⟨
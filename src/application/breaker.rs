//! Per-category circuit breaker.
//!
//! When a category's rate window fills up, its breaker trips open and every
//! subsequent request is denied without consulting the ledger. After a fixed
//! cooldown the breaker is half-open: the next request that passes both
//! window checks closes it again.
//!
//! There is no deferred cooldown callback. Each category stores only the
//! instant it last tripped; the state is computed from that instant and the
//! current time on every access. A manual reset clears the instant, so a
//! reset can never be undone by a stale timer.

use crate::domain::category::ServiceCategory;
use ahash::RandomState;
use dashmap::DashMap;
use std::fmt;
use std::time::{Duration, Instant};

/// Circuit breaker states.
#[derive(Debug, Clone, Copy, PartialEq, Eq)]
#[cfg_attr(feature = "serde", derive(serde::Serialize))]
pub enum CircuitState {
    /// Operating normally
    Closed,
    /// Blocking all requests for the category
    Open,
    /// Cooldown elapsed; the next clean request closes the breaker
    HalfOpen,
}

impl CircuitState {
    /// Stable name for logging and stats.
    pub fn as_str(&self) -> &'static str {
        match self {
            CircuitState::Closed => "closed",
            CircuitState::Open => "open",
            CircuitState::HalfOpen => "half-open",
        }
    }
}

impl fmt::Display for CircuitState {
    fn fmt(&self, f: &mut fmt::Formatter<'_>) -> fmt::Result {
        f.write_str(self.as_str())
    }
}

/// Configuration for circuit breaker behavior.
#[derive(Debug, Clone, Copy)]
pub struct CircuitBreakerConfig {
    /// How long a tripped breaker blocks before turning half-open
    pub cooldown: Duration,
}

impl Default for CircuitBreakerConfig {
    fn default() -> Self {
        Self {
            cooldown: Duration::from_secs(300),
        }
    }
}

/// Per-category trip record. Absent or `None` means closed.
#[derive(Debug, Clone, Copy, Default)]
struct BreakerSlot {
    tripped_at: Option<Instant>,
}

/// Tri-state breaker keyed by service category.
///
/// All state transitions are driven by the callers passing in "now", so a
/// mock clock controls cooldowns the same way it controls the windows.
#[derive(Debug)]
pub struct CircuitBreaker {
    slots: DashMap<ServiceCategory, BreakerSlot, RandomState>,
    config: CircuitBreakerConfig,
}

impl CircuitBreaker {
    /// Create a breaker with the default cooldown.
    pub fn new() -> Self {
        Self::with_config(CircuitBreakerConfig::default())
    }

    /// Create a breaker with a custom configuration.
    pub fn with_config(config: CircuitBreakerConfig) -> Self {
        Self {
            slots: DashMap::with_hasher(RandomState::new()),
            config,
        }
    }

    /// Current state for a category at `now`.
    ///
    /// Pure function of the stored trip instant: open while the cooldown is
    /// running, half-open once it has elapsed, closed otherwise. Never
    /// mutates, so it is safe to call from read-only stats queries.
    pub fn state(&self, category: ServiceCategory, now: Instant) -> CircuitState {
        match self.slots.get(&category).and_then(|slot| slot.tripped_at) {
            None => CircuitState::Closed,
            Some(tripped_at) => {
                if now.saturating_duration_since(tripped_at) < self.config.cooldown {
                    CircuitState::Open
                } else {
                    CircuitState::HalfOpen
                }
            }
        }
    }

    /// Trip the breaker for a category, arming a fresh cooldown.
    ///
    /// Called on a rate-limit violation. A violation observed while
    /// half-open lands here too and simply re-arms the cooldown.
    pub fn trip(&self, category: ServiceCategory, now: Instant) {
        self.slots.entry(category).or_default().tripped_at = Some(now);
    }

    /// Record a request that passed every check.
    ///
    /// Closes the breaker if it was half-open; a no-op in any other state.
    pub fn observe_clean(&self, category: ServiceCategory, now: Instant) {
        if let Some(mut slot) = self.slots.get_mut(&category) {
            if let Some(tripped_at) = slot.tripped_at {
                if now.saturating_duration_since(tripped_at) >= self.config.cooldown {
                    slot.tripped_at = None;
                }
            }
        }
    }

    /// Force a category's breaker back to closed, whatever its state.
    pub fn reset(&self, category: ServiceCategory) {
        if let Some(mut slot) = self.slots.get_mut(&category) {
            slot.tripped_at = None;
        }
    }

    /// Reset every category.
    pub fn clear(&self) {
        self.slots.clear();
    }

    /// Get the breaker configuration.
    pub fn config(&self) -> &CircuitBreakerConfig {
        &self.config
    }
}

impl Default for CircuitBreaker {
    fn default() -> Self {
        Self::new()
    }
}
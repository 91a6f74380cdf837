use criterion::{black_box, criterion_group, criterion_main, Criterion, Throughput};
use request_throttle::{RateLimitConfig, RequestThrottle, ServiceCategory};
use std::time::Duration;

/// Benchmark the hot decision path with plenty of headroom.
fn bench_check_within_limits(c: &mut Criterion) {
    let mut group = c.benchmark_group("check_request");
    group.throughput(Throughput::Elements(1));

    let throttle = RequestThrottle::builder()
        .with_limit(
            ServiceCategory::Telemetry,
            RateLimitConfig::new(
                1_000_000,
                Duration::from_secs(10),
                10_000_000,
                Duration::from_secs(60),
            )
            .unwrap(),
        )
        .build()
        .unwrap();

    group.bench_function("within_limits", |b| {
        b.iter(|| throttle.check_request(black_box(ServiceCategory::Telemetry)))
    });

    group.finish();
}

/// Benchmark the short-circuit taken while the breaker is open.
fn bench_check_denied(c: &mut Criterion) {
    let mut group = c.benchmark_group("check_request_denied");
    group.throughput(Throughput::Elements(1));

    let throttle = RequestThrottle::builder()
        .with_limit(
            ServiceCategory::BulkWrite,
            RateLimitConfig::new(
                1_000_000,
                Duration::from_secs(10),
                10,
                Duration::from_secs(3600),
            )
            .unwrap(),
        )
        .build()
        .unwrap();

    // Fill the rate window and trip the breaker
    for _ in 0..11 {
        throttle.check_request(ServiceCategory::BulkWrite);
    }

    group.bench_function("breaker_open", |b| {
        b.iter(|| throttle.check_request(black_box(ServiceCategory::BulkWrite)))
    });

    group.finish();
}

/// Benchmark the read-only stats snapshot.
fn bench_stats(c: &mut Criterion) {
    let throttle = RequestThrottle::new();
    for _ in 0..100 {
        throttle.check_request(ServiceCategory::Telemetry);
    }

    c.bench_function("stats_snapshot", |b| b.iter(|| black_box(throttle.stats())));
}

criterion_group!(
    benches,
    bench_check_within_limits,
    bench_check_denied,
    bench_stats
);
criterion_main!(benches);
⟩
> Task to carry out:
The answer must be an exact reproduction of all the records.

> Reply:
filename src/application/breaker.rs
//! Per-category circuit breaker.
//!
//! When a category's rate window fills up, its breaker trips open and every
//! subsequent request is denied without consulting the ledger. After a fixed
//! cooldown the breaker is half-open: the next request that passes both
//! window checks closes it again.
//!
//! There is no deferred cooldown callback. Each category stores only the
//! instant it last tripped; the state is computed from that instant and the
//! current time on every access. A manual reset clears the instant, so a
//! reset can never be undone by a stale timer.

use crate::domain::category::ServiceCategory;
use ahash::RandomState;
use dashmap::DashMap;
use std::fmt;
use std::time::{Duration, Instant};

/// Circuit breaker states.
#[derive(Debug, Clone, Copy, PartialEq, Eq)]
#[cfg_attr(feature = "serde", derive(serde::Serialize))]
pub enum CircuitState {
    /// Operating normally
    Closed,
    /// Blocking all requests for the category
    Open,
    /// Cooldown elapsed; the next clean request closes the breaker
    HalfOpen,
}

impl CircuitState {
    /// Stable name for logging and stats.
    pub fn as_str(&self) -> &'static str {
        match self {
            CircuitState::Closed => "closed",
            CircuitState::Open => "open",
            CircuitState::HalfOpen => "half-open",
        }
    }
}

impl fmt::Display for CircuitState {
    fn fmt(&self, f: &mut fmt::Formatter<'_>) -> fmt::Result {
        f.write_str(self.as_str())
    }
}

/// Configuration for circuit breaker behavior.
#[derive(Debug, Clone, Copy)]
pub struct CircuitBreakerConfig {
    /// How long a tripped breaker blocks before turning half-open
    pub cooldown: Duration,
}

impl Default for CircuitBreakerConfig {
    fn default() -> Self {
        Self {
            cooldown: Duration::from_secs(300),
        }
    }
}

/// Per-category trip record. Absent or `None` means closed.
#[derive(Debug, Clone, Copy, Default)]
struct BreakerSlot {
    tripped_at: Option<Instant>,
}

/// Tri-state breaker keyed by service category.
///
/// All state transitions are driven by the callers passing in "now", so a
/// mock clock controls cooldowns the same way it controls the windows.
#[derive(Debug)]
pub struct CircuitBreaker {
    slots: DashMap<ServiceCategory, BreakerSlot, RandomState>,
    config: CircuitBreakerConfig,
}

impl CircuitBreaker {
    /// Create a breaker with the default cooldown.
    pub fn new() -> Self {
        Self::with_config(CircuitBreakerConfig::default())
    }

    /// Create a breaker with a custom configuration.
    pub fn with_config(config: CircuitBreakerConfig) -> Self {
        Self {
            slots: DashMap::with_hasher(RandomState::new()),
            config,
        }
    }

    /// Current state for a category at `now`.
    ///
    /// Pure function of the stored trip instant: open while the cooldown is
    /// running, half-open once it has elapsed, closed otherwise. Never
    /// mutates, so it is safe to call from read-only stats queries.
    pub fn state(&self, category: ServiceCategory, now: Instant) -> CircuitState {
        match self.slots.get(&category).and_then(|slot| slot.tripped_at) {
            None => CircuitState::Closed,
            Some(tripped_at) => {
                if now.saturating_duration_since(tripped_at) < self.config.cooldown {
                    CircuitState::Open
                } else {
                    CircuitState::HalfOpen
                }
            }
        }
    }

    /// Trip the breaker for a category, arming a fresh cooldown.
    ///
    /// Called on a rate-limit violation. A violation observed while
    /// half-open lands here too and simply re-arms the cooldown.
    pub fn trip(&self, category: ServiceCategory, now: Instant) {
        self.slots.entry(category).or_default().tripped_at = Some(now);
    }

    /// Record a request that passed every check.
    ///
    /// Closes the breaker if it was half-open; a no-op in any other state.
    pub fn observe_clean(&self, category: ServiceCategory, now: Instant) {
        if let Some(mut slot) = self.slots.get_mut(&category) {
            if let Some(tripped_at) = slot.tripped_at {
                if now.saturating_duration_since(tripped_at) >= self.config.cooldown {
                    slot.tripped_at = None;
                }
            }
        }
    }

    /// Force a category's breaker back to closed, whatever its state.
    pub fn reset(&self, category: ServiceCategory) {
        if let Some(mut slot) = self.slots.get_mut(&category) {
            slot.tripped_at = None;
        }
    }

    /// Reset every category.
    pub fn clear(&self) {
        self.slots.clear();
    }

    /// Get the breaker configuration.
    pub fn config(&self) -> &CircuitBreakerConfig {
        &self.config
    }
}

impl Default for CircuitBreaker {
    fn default() -> Self {
        Self::new()
    }
}
repository 91a6f74380cdf837
use criterion::{black_box, criterion_group, criterion_main, Criterion, Throughput};
use request_throttle::{RateLimitConfig, RequestThrottle, ServiceCategory};
use std::time::Duration;

/// Benchmark the hot decision path with plenty of headroom.
fn bench_check_within_limits(c: &mut Criterion) {
    let mut group = c.benchmark_group("check_request");
    group.throughput(Throughput::Elements(1));

    let throttle = RequestThrottle::builder()
        .with_limit(
            ServiceCategory::Telemetry,
            RateLimitConfig::new(
                1_000_000,
                Duration::from_secs(10),
                10_000_000,
                Duration::from_secs(60),
            )
            .unwrap(),
        )
        .build()
        .unwrap();

    group.bench_function("within_limits", |b| {
        b.iter(|| throttle.check_request(black_box(ServiceCategory::Telemetry)))
    });

    group.finish();
}

/// Benchmark the short-circuit taken while the breaker is open.
fn bench_check_denied(c: &mut Criterion) {
    let mut group = c.benchmark_group("check_request_denied");
    group.throughput(Throughput::Elements(1));

    let throttle = RequestThrottle::builder()
        .with_limit(
            ServiceCategory::BulkWrite,
            RateLimitConfig::new(
                1_000_000,
                Duration::from_secs(10),
                10,
                Duration::from_secs(3600),
            )
            .unwrap(),
        )
        .build()
        .unwrap();

    // Fill the rate window and trip the breaker
    for _ in 0..11 {
        throttle.check_request(ServiceCategory::BulkWrite);
    }

    group.bench_function("breaker_open", |b| {
        b.iter(|| throttle.check_request(black_box(ServiceCategory::BulkWrite)))
    });

    group.finish();
}

/// Benchmark the read-only stats snapshot.
fn bench_stats(c: &mut Criterion) {
    let throttle = RequestThrottle::new();
    for _ in 0..100 {
        throttle.check_request(ServiceCategory::Telemetry);
    }

    c.bench_function("stats_snapshot", |b| b.iter(|| black_box(throttle.stats())));
}

criterion_group!(
    benches,
    bench_check_within_limits,
    bench_check_denied,
    bench_stats
);
criterion_main!(benches);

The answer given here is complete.